The representatives of the Siberian Chemical Complex stated, that the water from the plant contains only three radionuclides: natrium-24, phosphorus-32, neptunium- 239, and their concentration in the point of discharge into the river does not exceed the permitted limits for drinking water.


It was also mentioned that such negative information about the plant is plotted by foreign commercial competitors. The combine officials would not specify which competitors they had in mind.


But the most alarming fact in the statement is about neptunium-239, which lives only 2.35 days and after decay transfers into plutonium-239 with life-time of 24,119 years, meaning that plutonium has been accumulating in the river sediments all the decades the combine has been in operation.


Siberian Chemical Combine

The Siberian Chemical Combine site was the next nuclear materials production reactor and reprocessing site to be built in the former Soviet Union after the Mayak reprocessing plant. The site construction began in 1948 at a location 25km north-northwest of the city of Tomsk (about 500,000 population) on the Tom River. Tomsk city limits are now 10km to 12km from the main production facility of Siberian Chemical Combine in Seversk (Tomsk-7), the city located next to the Combine. The world’s largest discharges of radioactive wastes to the environment have occurred here – the combination of underground injections and discharges to surface waters.


The two remaining plutonium-producing reactors in operation provide 350 MW of electricity and 600 Gcal/hr of heat. This meets the needs for the combine, the associated city of Seversk, and 40% of Tomsk. In consent with intergovernmental agreement between Russian and the United States, these two reactors were to be converted by 2000 thus halting the production of plutonium. But the deadline was overridden and the project has entered a no-go stage.


Other major facilities are the uranium-enrichment plant (closed in 1990), the conversion plant, the chemical and metallurgical plant, and the fissile material storage.

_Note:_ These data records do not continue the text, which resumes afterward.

//! Observability for the auth service.
//!
//! # Privacy by Default
//!
//! Instrumented functions use `#[instrument(skip_all)]` and record fields
//! explicitly. Fields fall into three groups:
//! - **SAFE**: logged as-is (outcome labels, error categories, status codes)
//! - **HASHED**: SHA-256 prefix only, for correlation (token subjects, emails)
//! - **NEVER**: must not appear in logs (tokens, passwords, signing keys)

pub mod metrics;

pub use metrics::{
    init_metrics_recorder, record_auth_decision, record_token_issuance, record_token_validation,
};

use sha2::{Digest, Sha256};

/// Hash a value for log correlation (SHA-256, first 8 hex chars).
///
/// One-way and truncated. Good enough to follow one subject across log lines
/// without writing the email itself.
pub fn hash_for_correlation(value: &str) -> String {
    let digest = Sha256::digest(value.as_bytes());
    hex::encode(digest.get(..4).unwrap_or_default())
}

The direct releases to the Tom river from the discharges of reactor cooling water, and possibly from migration from reservoirs and natural ponds lead to the higher levels of radioactivity in the Kara Sea in Arctic. The releases from the deep-well injection much likely have an impact on the local environment and human health, which is getting especially actual after the Combine’s statement about neptunium-239 discharge.